In history, there is always more than one side to a story. In fact, it is the multiple stories of different groups and people in society that make history so important and engaging. Although there are minority populations in nearly all of Wyoming’s communities, their histories were not always well-recorded or promoted, leaving much of Wyoming’s history to be told from a one-sided perspective. In recent years, Wyoming historians like Paul Stewart, Brie Blasi, and Tom Rea have worked to expand Wyoming’s knowledge of African-American history and the history of other under-documented communities. Their research is a great start, but there is still much work needed to document minority communities within Wyoming.
The Alliance for Historic Wyoming believes that diverse stories widen our historic perspectives and shared heritage.
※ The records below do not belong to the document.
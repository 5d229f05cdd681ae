//! Program and permutation cache.
//!
//! Programs are analyzed once per distinct bytecode and kept in an LRU arena keyed by content
//! hash. Each program owns the table of permutations compiled for it. Lookups that hit only take
//! the table's read lock; misses take the write lock, re-check, and register a compile ticket so
//! concurrent misses on the same permutation compile it once.

use std::any::Any;
use std::num::NonZeroUsize;
use std::panic::{self, AssertUnwindSafe};
use std::sync::atomic::{AtomicBool, Ordering};
use std::sync::{Arc, Mutex, MutexGuard, PoisonError, RwLock, RwLockReadGuard, RwLockWriteGuard};
use std::thread;
use std::time::Duration;

use anyhow::anyhow;
use lru::LruCache;
use tracing::{debug, warn};

use crate::compile::CompileTicket;
use crate::error::{CacheError, CodegenFailure};
use crate::info::{Info, ShaderHash};
use crate::permutation::{PermutationId, PermutationState, PermutationTable};
use crate::specialization::StageSpecialization;
use crate::stats::{ShaderCacheCounters, ShaderCacheStats};

/// Code generator the cache compiles permutations with.
pub trait ShaderBackend: Send + Sync + 'static {
    type Module: Send + Sync + 'static;

    fn compile(&self, info: &Info, spec: &StageSpecialization) -> anyhow::Result<Self::Module>;
}

#[derive(Clone, Copy, Debug, PartialEq, Eq)]
pub enum CompileMode {
    /// Compile on the thread that missed. Other threads missing on the same permutation wait
    /// at most [`ShaderCacheConfig::join_wait`].
    Inline,
    /// Compile on a worker thread and wait at most `wait` for it.
    Background { wait: Duration },
}

#[derive(Clone, Copy, Debug, PartialEq, Eq)]
pub struct ShaderCacheConfig {
    pub max_programs: usize,
    pub max_permutations_per_program: usize,
    pub compile_mode: CompileMode,
    /// How long an inline-mode lookup waits on a compile another thread is running.
    pub join_wait: Duration,
}

impl Default for ShaderCacheConfig {
    fn default() -> Self {
        Self {
            max_programs: 1024,
            max_permutations_per_program: 64,
            compile_mode: CompileMode::Inline,
            join_wait: Duration::from_millis(100),
        }
    }
}

/// An analyzed program and the permutations compiled for it.
pub struct Program<M> {
    info: Arc<Info>,
    permutations: RwLock<PermutationTable<M>>,
    evicted: AtomicBool,
}

impl<M: Clone> Program<M> {
    fn new(info: Info) -> Self {
        Self {
            info: Arc::new(info),
            permutations: RwLock::new(PermutationTable::new()),
            evicted: AtomicBool::new(false),
        }
    }

    pub fn info(&self) -> &Arc<Info> {
        &self.info
    }

    pub fn hash(&self) -> ShaderHash {
        self.info.hash
    }

    pub fn permutation_count(&self) -> usize {
        self.read().len()
    }

    /// Whether the program has been dropped from its cache. Evicted programs compile nothing.
    pub fn is_evicted(&self) -> bool {
        self.evicted.load(Ordering::Acquire)
    }

    fn read(&self) -> RwLockReadGuard<'_, PermutationTable<M>> {
        self.permutations
            .read()
            .unwrap_or_else(PoisonError::into_inner)
    }

    fn write(&self) -> RwLockWriteGuard<'_, PermutationTable<M>> {
        self.permutations
            .write()
            .unwrap_or_else(PoisonError::into_inner)
    }

    /// Marks the program evicted and cancels its in-flight compiles.
    fn evict(&self) -> usize {
        self.evicted.store(true, Ordering::Release);
        self.write()
            .drain_pending()
            .into_iter()
            .filter(|ticket| ticket.cancel())
            .count()
    }
}

impl<M> std::fmt::Debug for Program<M> {
    fn fmt(&self, f: &mut std::fmt::Formatter<'_>) -> std::fmt::Result {
        f.debug_struct("Program")
            .field("hash", &self.info.hash)
            .field("stage", &self.info.stage)
            .field("evicted", &self.evicted.load(Ordering::Relaxed))
            .finish_non_exhaustive()
    }
}

#[derive(Debug)]
pub enum PermutationLookup<M> {
    /// A ready permutation matched.
    Hit(M),
    /// The permutation was compiled (or finished compiling) during this lookup.
    Compiled(M),
    /// The compile outlived the configured wait. `fallback` is the program's most recently
    /// compiled permutation, if any.
    Pending {
        ticket: CompileTicket<M>,
        fallback: Option<M>,
    },
}

impl<M> PermutationLookup<M> {
    /// The module usable for this draw right now.
    pub fn module(&self) -> Option<&M> {
        match self {
            Self::Hit(module) | Self::Compiled(module) => Some(module),
            Self::Pending { fallback, .. } => fallback.as_ref(),
        }
    }
}

pub type ModuleHandle<B> = Arc<<B as ShaderBackend>::Module>;
pub type ProgramHandle<B> = Arc<Program<ModuleHandle<B>>>;

pub struct ShaderCache<B: ShaderBackend> {
    backend: Arc<B>,
    config: ShaderCacheConfig,
    programs: Mutex<LruCache<ShaderHash, ProgramHandle<B>>>,
    counters: Arc<ShaderCacheCounters>,
}

struct CompileJob<B: ShaderBackend> {
    backend: Arc<B>,
    program: ProgramHandle<B>,
    spec: StageSpecialization,
    id: PermutationId,
    ticket: CompileTicket<ModuleHandle<B>>,
    counters: Arc<ShaderCacheCounters>,
}

impl<B: ShaderBackend> CompileJob<B> {
    fn run(self) {
        if self.program.is_evicted() {
            self.ticket.cancel();
            return;
        }
        if self.ticket.is_cancelled() {
            return;
        }
        self.counters.inc_compiles();
        // A panicking backend still resolves the ticket and drops the entry.
        let result = panic::catch_unwind(AssertUnwindSafe(|| {
            self.backend.compile(&self.program.info, &self.spec)
        }))
        .unwrap_or_else(|payload| {
            Err(anyhow!(
                "shader backend panicked: {}",
                panic_message(payload.as_ref())
            ))
        });

        match result {
            Ok(module) => {
                let module = Arc::new(module);
                {
                    let mut table = self.program.write();
                    if !self.ticket.is_cancelled() {
                        table.set_ready(self.id, Arc::clone(&module));
                    }
                }
                self.ticket.complete(Ok(module));
            }
            Err(err) => {
                self.counters.inc_compile_failures();
                warn!(program = %self.program.hash(), "shader codegen failed: {err:#}");
                // Drop the entry before waking waiters so a retry misses instead of joining.
                self.program.write().remove(self.id);
                self.ticket.complete(Err(CodegenFailure::new(err)));
            }
        }
    }
}

impl<B: ShaderBackend> ShaderCache<B> {
    pub fn new(backend: B, config: ShaderCacheConfig) -> Self {
        let capacity = NonZeroUsize::new(config.max_programs).unwrap_or(NonZeroUsize::MIN);
        Self {
            backend: Arc::new(backend),
            config,
            programs: Mutex::new(LruCache::new(capacity)),
            counters: Arc::new(ShaderCacheCounters::default()),
        }
    }

    pub fn config(&self) -> &ShaderCacheConfig {
        &self.config
    }

    pub fn backend(&self) -> &B {
        &self.backend
    }

    fn programs(&self) -> MutexGuard<'_, LruCache<ShaderHash, ProgramHandle<B>>> {
        self.programs.lock().unwrap_or_else(PoisonError::into_inner)
    }

    /// The program for `code`, running `analyze` if this bytecode has not been seen.
    ///
    /// The returned [`Info`] is stamped with the content hash of `code`.
    pub fn get_or_analyze<E>(
        &self,
        code: &[u32],
        analyze: impl FnOnce() -> Result<Info, E>,
    ) -> Result<ProgramHandle<B>, E> {
        let hash = ShaderHash::of_code(code);
        if let Some(program) = self.programs().get(&hash) {
            return Ok(Arc::clone(program));
        }

        // Analysis runs unlocked; a racing caller may insert first, in which case its program
        // wins and this analysis is dropped.
        let mut info = analyze()?;
        info.hash = hash;

        let mut programs = self.programs();
        if let Some(program) = programs.get(&hash) {
            return Ok(Arc::clone(program));
        }
        let program = Arc::new(Program::new(info));
        if let Some((evicted_hash, evicted)) = programs.push(hash, Arc::clone(&program)) {
            drop(programs);
            self.retire(evicted_hash, &evicted);
        }
        debug!(program = %hash, "analyzed shader program");
        Ok(program)
    }

    pub fn program(&self, hash: ShaderHash) -> Option<ProgramHandle<B>> {
        self.programs().get(&hash).cloned()
    }

    /// Drops a program and cancels its in-flight compiles. Returns `false` if it was not
    /// cached.
    pub fn invalidate(&self, hash: ShaderHash) -> bool {
        let Some(program) = self.programs().pop(&hash) else {
            return false;
        };
        self.retire(hash, &program);
        true
    }

    fn retire(&self, hash: ShaderHash, program: &ProgramHandle<B>) {
        self.counters.inc_program_evictions();
        let cancelled = program.evict();
        if cancelled > 0 {
            warn!(program = %hash, cancelled, "evicted program with compiles in flight");
            self.counters.add_compiles_cancelled(cancelled as u64);
        } else {
            debug!(program = %hash, "evicted program");
        }
    }

    /// Finds or compiles the permutation of `program` described by `spec`.
    pub fn get_or_compile(
        &self,
        program: &ProgramHandle<B>,
        spec: StageSpecialization,
    ) -> Result<PermutationLookup<ModuleHandle<B>>, CacheError> {
        if spec.program() != program.hash() {
            return Err(CacheError::ForeignSpecialization);
        }
        if program.is_evicted() {
            return Err(CacheError::Cancelled);
        }

        let found = program.read().find(&spec).map(|(_, state)| state.clone());
        if let Some(state) = found {
            return self.resolve_existing(program, state);
        }

        let (id, ticket) = {
            let mut table = program.write();
            // Eviction sets the flag before draining the table.
            if program.is_evicted() {
                return Err(CacheError::Cancelled);
            }
            let found = table.find(&spec).map(|(_, state)| state.clone());
            if let Some(state) = found {
                drop(table);
                return self.resolve_existing(program, state);
            }
            let ticket = CompileTicket::new();
            let id = table.insert(spec.clone(), PermutationState::Compiling(ticket.clone()));
            let evicted = table.shrink_to(self.config.max_permutations_per_program);
            self.counters.add_permutation_evictions(evicted as u64);
            (id, ticket)
        };
        self.counters.inc_permutation_misses();
        debug!(
            program = %program.hash(),
            bound = spec.bound.bits(),
            "compiling shader permutation"
        );

        let job = CompileJob {
            backend: Arc::clone(&self.backend),
            program: Arc::clone(program),
            spec,
            id,
            ticket: ticket.clone(),
            counters: Arc::clone(&self.counters),
        };
        let wait = match self.config.compile_mode {
            CompileMode::Inline => {
                job.run();
                None
            }
            CompileMode::Background { wait } => {
                spawn_compile(job);
                Some(wait)
            }
        };
        self.await_ticket(program, ticket, wait)
    }

    fn resolve_existing(
        &self,
        program: &ProgramHandle<B>,
        state: PermutationState<ModuleHandle<B>>,
    ) -> Result<PermutationLookup<ModuleHandle<B>>, CacheError> {
        match state {
            PermutationState::Ready(module) => {
                self.counters.inc_permutation_hits();
                debug!(program = %program.hash(), "shader permutation hit");
                Ok(PermutationLookup::Hit(module))
            }
            PermutationState::Compiling(ticket) => {
                self.counters.inc_permutation_joins();
                let wait = match self.config.compile_mode {
                    CompileMode::Inline => self.config.join_wait,
                    CompileMode::Background { wait } => wait,
                };
                self.await_ticket(program, ticket, Some(wait))
            }
        }
    }

    fn await_ticket(
        &self,
        program: &ProgramHandle<B>,
        ticket: CompileTicket<ModuleHandle<B>>,
        wait: Option<Duration>,
    ) -> Result<PermutationLookup<ModuleHandle<B>>, CacheError> {
        // `None` only after this thread ran the compile itself, so the ticket is resolved.
        let outcome = match wait {
            None => Some(ticket.wait()),
            Some(wait) => ticket.wait_timeout(wait),
        };
        match outcome {
            Some(result) => result.map(PermutationLookup::Compiled),
            None => Ok(PermutationLookup::Pending {
                fallback: program.read().latest_ready(),
                ticket,
            }),
        }
    }

    pub fn stats(&self) -> ShaderCacheStats {
        let programs = self.programs().len() as u64;
        self.counters.snapshot(programs)
    }
}

fn panic_message(payload: &(dyn Any + Send)) -> &str {
    if let Some(msg) = payload.downcast_ref::<&'static str>() {
        *msg
    } else if let Some(msg) = payload.downcast_ref::<String>() {
        msg.as_str()
    } else {
        "non-string panic payload"
    }
}

fn spawn_compile<B: ShaderBackend>(job: CompileJob<B>) {
    // The job is handed back on spawn failure so the compile still happens.
    let slot = Arc::new(Mutex::new(Some(job)));
    let worker_slot = Arc::clone(&slot);
    let spawned = thread::Builder::new()
        .name("liverpool-shader-compile".into())
        .spawn(move || {
            let job = worker_slot
                .lock()
                .unwrap_or_else(PoisonError::into_inner)
                .take();
            if let Some(job) = job {
                job.run();
            }
        });
    if let Err(err) = spawned {
        warn!("failed to spawn shader compile worker, compiling inline: {err}");
        let job = slot.lock().unwrap_or_else(PoisonError::into_inner).take();
        if let Some(job) = job {
            job.run();
        }
    }
}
We will push to identify these narratives by expanding on the historic context of buildings, trails, landmarks, ranches, and mining communities. AHW works to include diversity within projects, but the Diversity Initiative formalizes the push for an inclusive narrative in the field of historic preservation. The Diversity Initiative will be a thematic project wherein we strive to investigate the stories of Wyoming residents in African American, Hispanic, Chinese, Japanese, German, Slavic, American Indian, women, LGBTQ, and other communities. The Diversity Initiative will highlight allow for the stories and history of diverse communities and expand the knowledge and perceptions of cultural landscapes in Wyoming.
The Alliance for Historic Wyoming views diversity in terms of people and places. Diversity is inclusive of race, creed, gender, age, sexual orientation, physical characteristics and abilities, and socio-economic backgrounds. AHW’s Diversity Initiative encompasses Wyoming’s historic places, communities, and geographic areas representing the full range of the American cultural experience.
Work on what has become the Alliance for Historic Wyoming’s Diversity Initiative began in the spring of 2016 when Rine Kasckow was a student of Dr. Kerry Pimblott’s Black American West course at the University of Wyoming. The Alliance for Historic Wyoming partnered with Dr. Pimblott’s class to promote diversity in historic preservation in Wyoming, and Rine followed through with her and her classmates’ work to publish several stories on our website. Work from this project spurred an investigation by Trish Tobbe, an Applied Anthropology Master’s student at the University of Memphis. Her research investigated how AHW builds community around historic places, how Wyoming’s historic record is represented, and how AHW handles the representation of historic structures or locations affecting different groups and cultures, and how public perception shapes that work. Over the summer and fall of 2016, Rine built on her project and organized a tour of F.E. Warren Air Force Base in Cheyenne, formerly Fort D.A. Russell, documenting the experience of Buffalo Soldiers in Wyoming. Through Rine’s hard work, dedication, and passion, the Alliance for Historic Wyoming officially launched its Diversity Initiative in May of 2017.